◆ **ASSIGNMENT**: Print the listing in full, exactly as it stands.

◆ **DATA SHOWN**:
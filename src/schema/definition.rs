//! Declarative schema structures.
//!
//! These structs are the post-parse form of a dimensional schema, typically
//! deserialized from JSON by an external loader and handed to
//! [`DimensionalSchema::compile`]. The engine owns no file or wire handling
//! beyond the [`DimensionalSchema::from_json`] convenience.
//!
//! [`DimensionalSchema::compile`]: super::compiled::DimensionalSchema::compile
//! [`DimensionalSchema::from_json`]: super::compiled::DimensionalSchema::from_json

use serde::{Deserialize, Serialize};

use crate::schema::dimensions::TimeBucket;
use crate::types::FieldKind;

/// One declared field: a name and its primitive type.
#[derive(Debug, Clone, PartialEq, Eq, Serialize, Deserialize)]
pub struct FieldDefinition {
    pub name: String,
    #[serde(rename = "type")]
    pub kind: FieldKind,
}

/// One aggregation applied within a combination: an aggregator name from the
/// registry and the value fields it consumes.
///
/// `fields` must be empty for aggregators that take no input (`count`) and
/// non-empty for value-consuming aggregators (`min`, `max`, `sum`).
#[derive(Debug, Clone, PartialEq, Eq, Serialize, Deserialize)]
pub struct AggregationDefinition {
    pub aggregator: String,
    #[serde(default)]
    pub fields: Vec<String>,
}

/// One dimension combination: the key fields to group by, the time bucket
/// granularity, and the aggregations to maintain.
#[derive(Debug, Clone, PartialEq, Eq, Serialize, Deserialize)]
pub struct CombinationDefinition {
    #[serde(default)]
    pub keys: Vec<String>,
    pub time_bucket: TimeBucket,
    pub aggregations: Vec<AggregationDefinition>,
}

/// A complete declarative dimensional schema.
///
/// `keys` declares every field usable as a dimension key; `values` declares
/// every field usable as aggregation input. The two sets must not overlap.
#[derive(Debug, Clone, PartialEq, Eq, Serialize, Deserialize)]
pub struct SchemaDefinition {
    pub keys: Vec<FieldDefinition>,
    #[serde(default)]
    pub values: Vec<FieldDefinition>,
    pub combinations: Vec<CombinationDefinition>,
}

#[cfg(test)]
mod tests {
    use super::*;

    #[test]
    fn test_parse_schema_json() {
        let json = r#"{
            "keys": [{"name": "region", "type": "string"}],
            "values": [{"name": "latency", "type": "int32"}],
            "combinations": [
                {
                    "keys": ["region"],
                    "time_bucket": "hour",
                    "aggregations": [
                        {"aggregator": "min", "fields": ["latency"]},
                        {"aggregator": "count"}
                    ]
                }
            ]
        }"#;

        let def: SchemaDefinition = serde_json::from_str(json).unwrap();
        assert_eq!(def.keys[0].kind, FieldKind::String);
        assert_eq!(def.values[0].name, "latency");
        let combination = &def.combinations[0];
        assert_eq!(combination.time_bucket, TimeBucket::Hour);
        assert_eq!(combination.aggregations[1].aggregator, "count");
        // omitted "fields" defaults to empty
        assert!(combination.aggregations[1].fields.is_empty());
    }
}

◆ **ANSWER TO THIS TASK**:
filename src/schema/definition.rs
//! Declarative schema structures.
//!
//! These structs are the post-parse form of a dimensional schema, typically
//! deserialized from JSON by an external loader and handed to
//! [`DimensionalSchema::compile`]. The engine owns no file or wire handling
//! beyond the [`DimensionalSchema::from_json`] convenience.
//!
//! [`DimensionalSchema::compile`]: super::compiled::DimensionalSchema::compile
//! [`DimensionalSchema::from_json`]: super::compiled::DimensionalSchema::from_json

use serde::{Deserialize, Serialize};

use crate::schema::dimensions::TimeBucket;
use crate::types::FieldKind;

/// One declared field: a name and its primitive type.
#[derive(Debug, Clone, PartialEq, Eq, Serialize, Deserialize)]
pub struct FieldDefinition {
    pub name: String,
    #[serde(rename = "type")]
    pub kind: FieldKind,
}

/// One aggregation applied within a combination: an aggregator name from the
/// registry and the value fields it consumes.
///
/// `fields` must be empty for aggregators that take no input (`count`) and
/// non-empty for value-consuming aggregators (`min`, `max`, `sum`).
#[derive(Debug, Clone, PartialEq, Eq, Serialize, Deserialize)]
pub struct AggregationDefinition {
    pub aggregator: String,
    #[serde(default)]
    pub fields: Vec<String>,
}

/// One dimension combination: the key fields to group by, the time bucket
/// granularity, and the aggregations to maintain.
#[derive(Debug, Clone, PartialEq, Eq, Serialize, Deserialize)]
pub struct CombinationDefinition {
    #[serde(default)]
    pub keys: Vec<String>,
    pub time_bucket: TimeBucket,
    pub aggregations: Vec<AggregationDefinition>,
}

/// A complete declarative dimensional schema.
///
/// `keys` declares every field usable as a dimension key; `values` declares
/// every field usable as aggregation input. The two sets must not overlap.
#[derive(Debug, Clone, PartialEq, Eq, Serialize, Deserialize)]
pub struct SchemaDefinition {
    pub keys: Vec<FieldDefinition>,
    #[serde(default)]
    pub values: Vec<FieldDefinition>,
    pub combinations: Vec<CombinationDefinition>,
}

#[cfg(test)]
mod tests {
    use super::*;

    #[test]
    fn test_parse_schema_json() {
        let json = r#"{
            "keys": [{"name": "region", "type": "string"}],
            "values": [{"name": "latency", "type": "int32"}],
            "combinations": [
                {
                    "keys": ["region"],
                    "time_bucket": "hour",
                    "aggregations": [
                        {"aggregator": "min", "fields": ["latency"]},
                        {"aggregator": "count"}
                    ]
                }
            ]
        }"#;

        let def: SchemaDefinition = serde_json::from_str(json).unwrap();
        assert_eq!(def.keys[0].kind, FieldKind::String);
        assert_eq!(def.values[0].name, "latency");
        let combination = &def.combinations[0];
        assert_eq!(combination.time_bucket, TimeBucket::Hour);
        assert_eq!(combination.aggregations[1].aggregator, "count");
        // omitted "fields" defaults to empty
        assert!(combination.aggregations[1].fields.is_empty());
    }
}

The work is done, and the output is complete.